//! Facade wiring the pipeline to its external collaborators
//!
//! Ingestion, reviewer queries and actions, care-mode changes and manual
//! triggers all go through `CareSignalService`.

use crate::aggregator::{IngestOutcome, IngestSummary, ObservationAggregator};
use crate::config::Config;
use crate::error::{IngestError, StoreError};
use crate::events::RawEvent;
use crate::issues::IssueDesk;
use crate::monitoring::PipelineMonitor;
use crate::orchestrator::{
    BacklogWatcher, DispatchOutcome, Pipeline, RunDispatcher, RunSignal, TriggerKind,
};
use crate::state::{CareMode, CareState};
use crate::store::CareStore;
use chrono::Utc;
use log::{error, info};
use std::sync::Arc;
use std::time::Duration;
use tokio::sync::mpsc;

pub struct CareSignalService {
    store: Arc<dyn CareStore>,
    aggregator: ObservationAggregator,
    watcher: BacklogWatcher,
    dispatcher: Arc<RunDispatcher>,
    desk: IssueDesk,
    monitor: Arc<PipelineMonitor>,
}

impl CareSignalService {
    /// Build the service over a store
    ///
    /// # Arguments
    ///
    /// * `config` - Validated configuration
    /// * `store` - Persistence adapter shared by every component
    /// * `signals` - Queue the backlog watcher writes run signals to
    pub fn new(
        config: &Config,
        store: Arc<dyn CareStore>,
        signals: mpsc::Sender<RunSignal>,
    ) -> Self {
        let monitor = Arc::new(PipelineMonitor::new());
        let pipeline = Arc::new(Pipeline::new(config, Arc::clone(&store)));
        let dispatcher = Arc::new(RunDispatcher::new(
            pipeline,
            config.scheduler.max_concurrent_runs,
            Duration::from_secs(config.scheduler.max_run_seconds),
            Arc::clone(&monitor),
        ));

        Self {
            aggregator: ObservationAggregator::new(Arc::clone(&store)),
            watcher: BacklogWatcher::new(Arc::clone(&store), config.backlog.clone(), signals),
            desk: IssueDesk::new(Arc::clone(&store)),
            store,
            dispatcher,
            monitor,
        }
    }

    /// Ingest one raw event and check the tenant's backlog if it was new
    ///
    /// # Errors
    ///
    /// Returns `IngestError` if the event is malformed or cannot be stored.
    pub fn ingest(&self, raw: RawEvent) -> Result<IngestOutcome, IngestError> {
        let outcome = self.aggregator.ingest(raw)?;
        if let IngestOutcome::Created(event) = &outcome {
            self.check_backlog(&event.tenant_id);
        }
        Ok(outcome)
    }

    /// Ingest many raw events, checking each touched tenant's backlog once
    pub fn ingest_batch<I>(&self, events: I) -> IngestSummary
    where
        I: IntoIterator<Item = RawEvent>,
    {
        let summary = self.aggregator.ingest_batch(events);
        for tenant_id in &summary.tenants {
            self.check_backlog(tenant_id);
        }
        summary
    }

    /// Run the pipeline for a tenant now, outside the schedule
    ///
    /// Still skipped if the tenant is already running.
    pub async fn trigger_now(&self, tenant_id: &str) -> DispatchOutcome {
        info!("Manual run requested for tenant {}", tenant_id);
        self.dispatcher.dispatch(tenant_id, TriggerKind::Manual).await
    }

    pub fn care_state(&self, tenant_id: &str) -> Result<CareState, StoreError> {
        self.store.care_state(tenant_id)
    }

    /// Change a tenant's care mode with optimistic concurrency
    ///
    /// # Errors
    ///
    /// Returns `StoreError::VersionConflict` if `expected_version` is stale.
    pub fn set_care_mode(
        &self,
        tenant_id: &str,
        expected_version: u64,
        mode: CareMode,
        actor: &str,
    ) -> Result<CareState, StoreError> {
        let state = self
            .store
            .update_care_state(tenant_id, expected_version, mode, actor, Utc::now())?;
        info!(
            "Tenant {} care mode set to {:?} by {} (version {})",
            tenant_id, mode, actor, state.version
        );
        Ok(state)
    }

    pub fn desk(&self) -> &IssueDesk {
        &self.desk
    }

    pub fn dispatcher(&self) -> Arc<RunDispatcher> {
        Arc::clone(&self.dispatcher)
    }

    pub fn monitor(&self) -> Arc<PipelineMonitor> {
        Arc::clone(&self.monitor)
    }

    fn check_backlog(&self, tenant_id: &str) {
        if let Err(e) = self.watcher.check(tenant_id) {
            error!("Backlog check failed for tenant {}: {}", tenant_id, e);
        }
    }
}
/// Rolling baseline estimation
pub mod estimator;

pub use estimator::{Baseline, BaselineEstimator, RecomputeOutcome, WindowStats};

□ □ □ □

## Work order
Output the records again in full. Keep every character as written.

## Exercise output
//! Facade wiring the pipeline to its external collaborators
//!
//! Ingestion, reviewer queries and actions, care-mode changes and manual
//! triggers all go through `CareSignalService`.

use crate::aggregator::{IngestOutcome, IngestSummary, ObservationAggregator};
use crate::config::Config;
use crate::error::{IngestError, StoreError};
use crate::events::RawEvent;
use crate::issues::IssueDesk;
use crate::monitoring::PipelineMonitor;
use crate::orchestrator::{
    BacklogWatcher, DispatchOutcome, Pipeline, RunDispatcher, RunSignal, TriggerKind,
};
use crate::state::{CareMode, CareState};
use crate::store::CareStore;
use chrono::Utc;
use log::{error, info};
use std::sync::Arc;
use std::time::Duration;
use tokio::sync::mpsc;

pub struct CareSignalService {
    store: Arc<dyn CareStore>,
    aggregator: ObservationAggregator,
    watcher: BacklogWatcher,
    dispatcher: Arc<RunDispatcher>,
    desk: IssueDesk,
    monitor: Arc<PipelineMonitor>,
}

impl CareSignalService {
    /// Build the service over a store
    ///
    /// # Arguments
    ///
    /// * `config` - Validated configuration
    /// * `store` - Persistence adapter shared by every component
    /// * `signals` - Queue the backlog watcher writes run signals to
    pub fn new(
        config: &Config,
        store: Arc<dyn CareStore>,
        signals: mpsc::Sender<RunSignal>,
    ) -> Self {
        let monitor = Arc::new(PipelineMonitor::new());
        let pipeline = Arc::new(Pipeline::new(config, Arc::clone(&store)));
        let dispatcher = Arc::new(RunDispatcher::new(
            pipeline,
            config.scheduler.max_concurrent_runs,
            Duration::from_secs(config.scheduler.max_run_seconds),
            Arc::clone(&monitor),
        ));

        Self {
            aggregator: ObservationAggregator::new(Arc::clone(&store)),
            watcher: BacklogWatcher::new(Arc::clone(&store), config.backlog.clone(), signals),
            desk: IssueDesk::new(Arc::clone(&store)),
            store,
            dispatcher,
            monitor,
        }
    }

    /// Ingest one raw event and check the tenant's backlog if it was new
    ///
    /// # Errors
    ///
    /// Returns `IngestError` if the event is malformed or cannot be stored.
    pub fn ingest(&self, raw: RawEvent) -> Result<IngestOutcome, IngestError> {
        let outcome = self.aggregator.ingest(raw)?;
        if let IngestOutcome::Created(event) = &outcome {
            self.check_backlog(&event.tenant_id);
        }
        Ok(outcome)
    }

    /// Ingest many raw events, checking each touched tenant's backlog once
    pub fn ingest_batch<I>(&self, events: I) -> IngestSummary
    where
        I: IntoIterator<Item = RawEvent>,
    {
        let summary = self.aggregator.ingest_batch(events);
        for tenant_id in &summary.tenants {
            self.check_backlog(tenant_id);
        }
        summary
    }

    /// Run the pipeline for a tenant now, outside the schedule
    ///
    /// Still skipped if the tenant is already running.
    pub async fn trigger_now(&self, tenant_id: &str) -> DispatchOutcome {
        info!("Manual run requested for tenant {}", tenant_id);
        self.dispatcher.dispatch(tenant_id, TriggerKind::Manual).await
    }

    pub fn care_state(&self, tenant_id: &str) -> Result<CareState, StoreError> {
        self.store.care_state(tenant_id)
    }

    /// Change a tenant's care mode with optimistic concurrency
    ///
    /// # Errors
    ///
    /// Returns `StoreError::VersionConflict` if `expected_version` is stale.
    pub fn set_care_mode(
        &self,
        tenant_id: &str,
        expected_version: u64,
        mode: CareMode,
        actor: &str,
    ) -> Result<CareState, StoreError> {
        let state = self
            .store
            .update_care_state(tenant_id, expected_version, mode, actor, Utc::now())?;
        info!(
            "Tenant {} care mode set to {:?} by {} (version {})",
            tenant_id, mode, actor, state.version
        );
        Ok(state)
    }

    pub fn desk(&self) -> &IssueDesk {
        &self.desk
    }

    pub fn dispatcher(&self) -> Arc<RunDispatcher> {
        Arc::clone(&self.dispatcher)
    }

    pub fn monitor(&self) -> Arc<PipelineMonitor> {
        Arc::clone(&self.monitor)
    }

    fn check_backlog(&self, tenant_id: &str) {
        if let Err(e) = self.watcher.check(tenant_id) {
            error!("Backlog check failed for tenant {}: {}", tenant_id, e);
        }
    }
}
/// Rolling baseline estimation
pub mod estimator;

pub use estimator::{Baseline, BaselineEstimator, RecomputeOutcome, WindowStats};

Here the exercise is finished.